The names appearing on the scroll of life, however, are not names of persons who have been predestined to gain God's approval and life.  This is evident from the fact that the Scriptures speak of "blotting out" names from "the book of life."  So it appears that only when a person becomes a servant of Jehovah is his name written in "the book of life," and only is he continues faithful is his name retained in the book.  --Re 3:5; 17:8; compare Ex 32:32, 33; Lu 10:20; Php 4:3.  See also LIFE.

 

If we consult the entry for "Life," we find the following:

 

The writing of a person's name in "the book of life" does not predestine that one to eternal life.  His name remaining there depends on his obedience....This indicates that the list of names in "the book" undergo changes because of disobedience on the part of some, their names being 'wiped' or 'blotted' out from "the book."  --Re 3:5.

 

Response:  It must be stressed what this verse actually teaches.  It says nothing of Jesus "blotting out" the names of those in the book of life.  It says the exact opposite:  Jesus assures us that he will never, ever blot our names out of his book, once they have been written there.  And when were believers' names written in the book?  According to Revelation 17:8, the names have been there all along:  

but their names have not been written upon the scroll of life from the founding of the world (Rev 17:8, NWT)..

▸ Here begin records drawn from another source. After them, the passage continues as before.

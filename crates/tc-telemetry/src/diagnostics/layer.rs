//! JSON-lines tracing layer for the core's diagnostics.
//!
//! Writes one object per tracing event to the wrapped writer (stderr by
//! default). String fields and the message run through the secret patterns of
//! the redaction engine, so diagnostics about a failed transport cannot leak a
//! token that appeared in an error message.

use std::io::{self, Write};
use std::sync::Mutex;

use chrono::Utc;
use serde_json::{json, Map, Value};
use tracing::span::{Attributes, Id};
use tracing::{Event, Subscriber};
use tracing_subscriber::layer::Context;
use tracing_subscriber::registry::LookupSpan;
use tracing_subscriber::Layer;

use tc_redact::{RedactionConfig, Redactor};

/// Correlation id recorded on a span.
#[derive(Debug, Clone, Default)]
struct SpanCorrelation(Option<String>);

struct SpanVisitor {
    correlation_id: Option<String>,
}

impl tracing::field::Visit for SpanVisitor {
    fn record_str(&mut self, field: &tracing::field::Field, value: &str) {
        if field.name() == "correlation_id" {
            self.correlation_id = Some(value.to_string());
        }
    }

    fn record_debug(&mut self, field: &tracing::field::Field, value: &dyn std::fmt::Debug) {
        if field.name() == "correlation_id" {
            self.correlation_id = Some(format!("{:?}", value));
        }
    }
}

/// Extracts event fields, redacting strings.
struct FieldVisitor<'a> {
    redactor: &'a Redactor,
    fields: Map<String, Value>,
    message: Option<String>,
}

impl FieldVisitor<'_> {
    fn record_text(&mut self, field: &tracing::field::Field, text: &str) {
        let redacted = self.redactor.redact_str(text);
        if field.name() == "message" {
            self.message = Some(redacted);
        } else {
            self.fields
                .insert(field.name().to_string(), Value::String(redacted));
        }
    }
}

impl tracing::field::Visit for FieldVisitor<'_> {
    fn record_str(&mut self, field: &tracing::field::Field, value: &str) {
        self.record_text(field, value);
    }

    fn record_debug(&mut self, field: &tracing::field::Field, value: &dyn std::fmt::Debug) {
        self.record_text(field, &format!("{:?}", value));
    }

    fn record_i64(&mut self, field: &tracing::field::Field, value: i64) {
        self.fields.insert(field.name().to_string(), json!(value));
    }

    fn record_u64(&mut self, field: &tracing::field::Field, value: u64) {
        self.fields.insert(field.name().to_string(), json!(value));
    }

    fn record_f64(&mut self, field: &tracing::field::Field, value: f64) {
        if let Some(n) = serde_json::Number::from_f64(value) {
            self.fields.insert(field.name().to_string(), Value::Number(n));
        }
    }

    fn record_bool(&mut self, field: &tracing::field::Field, value: bool) {
        self.fields.insert(field.name().to_string(), Value::Bool(value));
    }
}

/// JSONL tracing layer.
pub struct JsonlLayer<W = io::Stderr> {
    writer: Mutex<W>,
    redactor: Redactor,
}

impl JsonlLayer<io::Stderr> {
    pub fn stderr() -> Self {
        Self::new(io::stderr())
    }
}

impl<W: Write> JsonlLayer<W> {
    pub fn new(writer: W) -> Self {
        Self {
            writer: Mutex::new(writer),
            redactor: Redactor::new(RedactionConfig::default()),
        }
    }
}

impl<S, W> Layer<S> for JsonlLayer<W>
where
    S: Subscriber + for<'a> LookupSpan<'a>,
    W: Write + 'static,
{
    fn on_new_span(&self, attrs: &Attributes<'_>, id: &Id, ctx: Context<'_, S>) {
        let mut visitor = SpanVisitor {
            correlation_id: None,
        };
        attrs.record(&mut visitor);
        if let Some(span) = ctx.span(id) {
            span.extensions_mut()
                .insert(SpanCorrelation(visitor.correlation_id));
        }
    }

    fn on_event(&self, event: &Event<'_>, ctx: Context<'_, S>) {
        let ts = Utc::now();

        // Innermost span with a correlation id wins.
        let mut correlation_id = None;
        if let Some(scope) = ctx.event_scope(event) {
            for span in scope {
                if let Some(SpanCorrelation(Some(id))) = span.extensions().get::<SpanCorrelation>() {
                    correlation_id = Some(id.clone());
                    break;
                }
            }
        }

        let mut visitor = FieldVisitor {
            redactor: &self.redactor,
            fields: Map::new(),
            message: None,
        };
        event.record(&mut visitor);

        let metadata = event.metadata();
        let mut obj = Map::new();
        obj.insert("ts".to_string(), json!(ts.to_rfc3339()));
        obj.insert(
            "level".to_string(),
            json!(metadata.level().as_str().to_lowercase()),
        );
        obj.insert("target".to_string(), json!(metadata.target()));
        if let Some(msg) = visitor.message {
            obj.insert("message".to_string(), json!(msg));
        }
        if let Some(id) = correlation_id {
            obj.insert("correlation_id".to_string(), json!(id));
        }
        if !visitor.fields.is_empty() {
            obj.insert("fields".to_string(), Value::Object(visitor.fields));
        }

        let line = Value::Object(obj).to_string();
        if let Ok(mut writer) = self.writer.lock() {
            let _ = writeln!(writer, "{}", line);
        }
    }
}
//! Fan-out of a finalized record to registered transports.
//!
//! Transports are invoked in registration order. A failing or panicking
//! transport is reported to the error hook and never stops the transports
//! after it. Pending deliveries are spawned on the current Tokio runtime and
//! raced against the channel timeout; whichever settles first wins and a late
//! completion is discarded by aborting its task.

use std::any::Any;
use std::panic::{self, AssertUnwindSafe};
use std::sync::{Arc, Mutex, PoisonError};
use std::time::Duration;

use tracing::warn;

use crate::{Delivery, PendingDelivery, PendingSet, Transport, TransportError, TransportId, TransportRegistry};

/// Callback receiving transport failures with the record and transport index.
pub type ErrorHook<R> = Arc<dyn Fn(&TransportError, &R, usize) + Send + Sync>;

/// Error hook used when none is configured.
pub fn warn_transport_error<R>(err: &TransportError, _record: &R, index: usize) {
    warn!(transport_index = index, error = %err, "transport delivery failed");
}

/// Deliver `record` to every transport in order.
pub fn dispatch<R>(
    record: Arc<R>,
    transports: &[Arc<dyn Transport<R>>],
    timeout: Duration,
    on_error: &ErrorHook<R>,
    pending: &PendingSet,
) where
    R: Send + Sync + 'static,
{
    for (index, transport) in transports.iter().enumerate() {
        let outcome = panic::catch_unwind(AssertUnwindSafe(|| transport.deliver(&record)));
        match outcome {
            Ok(Delivery::Done) => {}
            Ok(Delivery::Failed(source)) => {
                let err = TransportError::Failed {
                    index,
                    message: source.to_string(),
                };
                report(on_error, &err, &record, index);
            }
            Ok(Delivery::Pending(future)) => {
                spawn_pending(future, index, timeout, &record, on_error, pending);
            }
            Err(payload) => {
                let err = TransportError::Panicked {
                    index,
                    message: panic_message(payload.as_ref()),
                };
                report(on_error, &err, &record, index);
            }
        }
    }
}

fn spawn_pending<R>(
    future: PendingDelivery,
    index: usize,
    timeout: Duration,
    record: &Arc<R>,
    on_error: &ErrorHook<R>,
    pending: &PendingSet,
) where
    R: Send + Sync + 'static,
{
    let handle = match tokio::runtime::Handle::try_current() {
        Ok(handle) => handle,
        Err(_) => {
            report(on_error, &TransportError::NoRuntime { index }, record, index);
            return;
        }
    };

    let guard = pending.enter();
    let record = Arc::clone(record);
    let on_error = Arc::clone(on_error);
    handle.spawn(async move {
        let _guard = guard;
        let delivery = tokio::spawn(future);
        let abort = delivery.abort_handle();
        let err = match tokio::time::timeout(timeout, delivery).await {
            Ok(Ok(Ok(()))) => None,
            Ok(Ok(Err(source))) => Some(TransportError::Failed {
                index,
                message: source.to_string(),
            }),
            Ok(Err(join_err)) => Some(TransportError::Panicked {
                index,
                message: join_err.to_string(),
            }),
            Err(_) => {
                abort.abort();
                Some(TransportError::Timeout {
                    index,
                    timeout_ms: u64::try_from(timeout.as_millis()).unwrap_or(u64::MAX),
                })
            }
        };
        if let Some(err) = err {
            report(&on_error, &err, &record, index);
        }
    });
}

fn report<R>(on_error: &ErrorHook<R>, err: &TransportError, record: &R, index: usize) {
    // A panicking hook must not escape into the caller of emit/log.
    if panic::catch_unwind(AssertUnwindSafe(|| on_error(err, record, index))).is_err() {
        warn!(transport_index = index, error = %err, "transport error hook panicked");
    }
}

fn panic_message(payload: &(dyn Any + Send)) -> String {
    if let Some(s) = payload.downcast_ref::<&str>() {
        (*s).to_string()
    } else if let Some(s) = payload.downcast_ref::<String>() {
        s.clone()
    } else {
        "non-string panic payload".to_string()
    }
}

/// A transport registry and its pending set, i.e. one delivery channel.
///
/// The event bus and the logger each own one.
pub struct DispatchChannel<R> {
    transports: Mutex<TransportRegistry<R>>,
    pending: PendingSet,
}

impl<R> DispatchChannel<R>
where
    R: Send + Sync + 'static,
{
    pub fn new() -> Self {
        Self {
            transports: Mutex::new(TransportRegistry::new()),
            pending: PendingSet::new(),
        }
    }

    fn registry(&self) -> std::sync::MutexGuard<'_, TransportRegistry<R>> {
        self.transports.lock().unwrap_or_else(PoisonError::into_inner)
    }

    pub fn add<T: Transport<R> + 'static>(&self, transport: T) -> TransportId {
        self.registry().add(transport)
    }

    pub fn add_shared<T: Transport<R> + 'static>(&self, transport: Arc<T>) -> TransportId {
        self.registry().add_shared(transport)
    }

    pub fn remove(&self, id: TransportId) -> bool {
        self.registry().remove(id)
    }

    pub fn clear(&self) {
        self.registry().clear();
    }

    pub fn transport_count(&self) -> usize {
        self.registry().len()
    }

    pub fn is_empty(&self) -> bool {
        self.registry().is_empty()
    }

    /// Number of async deliveries still in flight.
    pub fn pending_count(&self) -> usize {
        self.pending.len()
    }

    pub fn pending(&self) -> &PendingSet {
        &self.pending
    }

    /// Deliver `record` to the current transports.
    ///
    /// The registry lock is released before any transport runs, so transports
    /// may register or remove transports themselves.
    pub fn dispatch(&self, record: R, timeout: Duration, on_error: Option<ErrorHook<R>>) {
        let transports = self.registry().snapshot();
        if transports.is_empty() {
            return;
        }
        let on_error = match on_error {
            Some(hook) => hook,
            None => Arc::new(warn_transport_error::<R>) as ErrorHook<R>,
        };
        dispatch(Arc::new(record), &transports, timeout, &on_error, &self.pending);
    }

    /// Wait for in-flight deliveries, bounded by `timeout`.
    pub async fn drain(&self, timeout: Duration) -> bool {
        self.pending.drain(timeout).await
    }
}

impl<R> Default for DispatchChannel<R>
where
    R: Send + Sync + 'static,
{
    fn default() -> Self {
        Self::new()
    }
}
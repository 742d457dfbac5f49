//! Prometheus counters for the event bus.
//!
//! ## Metrics
//!
//! - `events_emitted_total{event}`: events handed to transports
//! - `events_dropped_total{event,reason}`: events counted as dropped, by
//!   reason (`invalid`, `sampled`, `oversize`)

use prometheus::{Encoder, IntCounterVec, Opts, Registry, TextEncoder};

/// Why an event was counted as dropped.
#[derive(Debug, Clone, Copy, PartialEq, Eq, Hash)]
pub enum DropReason {
    /// The validator rejected the payload.
    Invalid,
    /// Sampling rejected the event.
    Sampled,
    /// The payload exceeded the size limit under the drop strategy.
    Oversize,
}

impl DropReason {
    pub fn as_str(&self) -> &'static str {
        match self {
            DropReason::Invalid => "invalid",
            DropReason::Sampled => "sampled",
            DropReason::Oversize => "oversize",
        }
    }
}

impl std::fmt::Display for DropReason {
    fn fmt(&self, f: &mut std::fmt::Formatter<'_>) -> std::fmt::Result {
        write!(f, "{}", self.as_str())
    }
}

/// Counters for one bus. Cloning shares the underlying counters.
#[derive(Clone)]
pub struct EventMetrics {
    registry: Registry,
    emitted: IntCounterVec,
    dropped: IntCounterVec,
}

impl EventMetrics {
    /// Create the counters in a fresh registry.
    pub fn new() -> Result<Self, prometheus::Error> {
        Self::with_registry(Registry::new())
    }

    /// Create the counters and register them in `registry`.
    ///
    /// Fails if the registry already holds counters with the same names.
    pub fn with_registry(registry: Registry) -> Result<Self, prometheus::Error> {
        let emitted = IntCounterVec::new(
            Opts::new("events_emitted_total", "Events dispatched to transports"),
            &["event"],
        )?;
        registry.register(Box::new(emitted.clone()))?;

        let dropped = IntCounterVec::new(
            Opts::new("events_dropped_total", "Events dropped, by reason"),
            &["event", "reason"],
        )?;
        registry.register(Box::new(dropped.clone()))?;

        Ok(Self {
            registry,
            emitted,
            dropped,
        })
    }

    pub fn record_emitted(&self, event: &str) {
        self.emitted.with_label_values(&[event]).inc();
    }

    pub fn record_dropped(&self, event: &str, reason: DropReason) {
        self.dropped
            .with_label_values(&[event, reason.as_str()])
            .inc();
    }

    /// Current value of `events_emitted_total{event}`.
    ///
    /// Read from the gathered families, so querying an unseen event does not
    /// create an exported series for it.
    pub fn emitted(&self, event: &str) -> u64 {
        self.counter_value("events_emitted_total", &[("event", event)])
    }

    /// Current value of `events_dropped_total{event,reason}`.
    pub fn dropped(&self, event: &str, reason: DropReason) -> u64 {
        self.counter_value(
            "events_dropped_total",
            &[("event", event), ("reason", reason.as_str())],
        )
    }

    fn counter_value(&self, name: &str, labels: &[(&str, &str)]) -> u64 {
        self.registry
            .gather()
            .iter()
            .filter(|family| family.get_name() == name)
            .flat_map(|family| family.get_metric().iter())
            .find(|metric| {
                labels.iter().all(|(key, value)| {
                    metric
                        .get_label()
                        .iter()
                        .any(|pair| pair.get_name() == *key && pair.get_value() == *value)
                })
            })
            .map(|metric| metric.get_counter().get_value() as u64)
            .unwrap_or(0)
    }

    pub fn registry(&self) -> &Registry {
        &self.registry
    }

    /// Render all metrics in Prometheus text exposition format.
    pub fn render(&self) -> Result<String, prometheus::Error> {
        let encoder = TextEncoder::new();
        let families = self.registry.gather();
        let mut buffer = Vec::new();
        encoder.encode(&families, &mut buffer)?;
        String::from_utf8(buffer).map_err(|e| prometheus::Error::Msg(e.to_string()))
    }
}

#[cfg(test)]
mod tests {
    use super::*;

    #[test]
    fn test_counters() {
        let metrics = EventMetrics::new().unwrap();
        metrics.record_emitted("a");
        metrics.record_emitted("a");
        metrics.record_dropped("a", DropReason::Sampled);

        assert_eq!(metrics.emitted("a"), 2);
        assert_eq!(metrics.emitted("b"), 0);
        assert_eq!(metrics.dropped("a", DropReason::Sampled), 1);
        assert_eq!(metrics.dropped("a", DropReason::Oversize), 0);
    }

    #[test]
    fn test_render_exposition() {
        let metrics = EventMetrics::new().unwrap();
        metrics.record_emitted("user.login");
        metrics.record_dropped("user.login", DropReason::Invalid);

        let text = metrics.render().unwrap();
        assert!(text.contains("events_emitted_total{event=\"user.login\"} 1"));
        assert!(text.contains("reason=\"invalid\""));
    }

    #[test]
    fn test_queries_do_not_create_series() {
        let metrics = EventMetrics::new().unwrap();
        metrics.record_emitted("seen");
        assert_eq!(metrics.emitted("never.emitted"), 0);
        assert_eq!(metrics.dropped("never.emitted", DropReason::Oversize), 0);

        let text = metrics.render().unwrap();
        assert!(text.contains("events_emitted_total{event=\"seen\"} 1"));
        assert!(!text.contains("never.emitted"));
    }

    #[test]
    fn test_shared_registry_rejects_duplicates() {
        let registry = Registry::new();
        assert!(EventMetrics::with_registry(registry.clone()).is_ok());
        assert!(EventMetrics::with_registry(registry).is_err());
    }

    #[test]
    fn test_drop_reason_labels() {
        assert_eq!(DropReason::Invalid.to_string(), "invalid");
        assert_eq!(DropReason::Sampled.to_string(), "sampled");
        assert_eq!(DropReason::Oversize.to_string(), "oversize");
    }
}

1.  See Wallace, pp. 468-469

2.  The Greek of Revelation 13:8 is somewhat ambiguous and may be rendered: as the KJV: "whose names are not written in the book of life of the Lamb slain from the foundation of the world' (see also the NKJV, NIV, YLT, and the NWT), although the prepositional phase "from the foundation of the world probably modifies "written" and so most modern translators understand it as does the ESV: "whose name has not been written before the foundation of the world in the book of life of the Lamb that was slain" (see also the NASB, NET, and HCSB).  In any event, the Greek is certain in 17:8, and virtually all translations read essentially the same:  "And the dwellers on earth whose names have not been written in the book of life from the foundation of the world will marvel" (ESV).

3.  For commentators who hold to the two-book view, see K&D, Barnes, Clarke, Henry, MacArthur; and for those who think only one book is meant, see Gill, JFB, etc.  I hold to the two-book view, primarily because in Exodus we read: "And the Lord said to Moses, 'Whoever has sinned against me -- that person I will blot out of my book'" (Exodus 32:33 NET).  But this would mean that no one could ever attain eternal life (see Romans 3:23; cf., Ecclesiastes 7:20).  Also, Psalm 139:16 indicates that the Psalmist refers to our lives on earth when the he writes:

Your eyes have seen my unformed substance:

And in Your book were all written

The days that were ordained for me,

When as yet there was not one of them.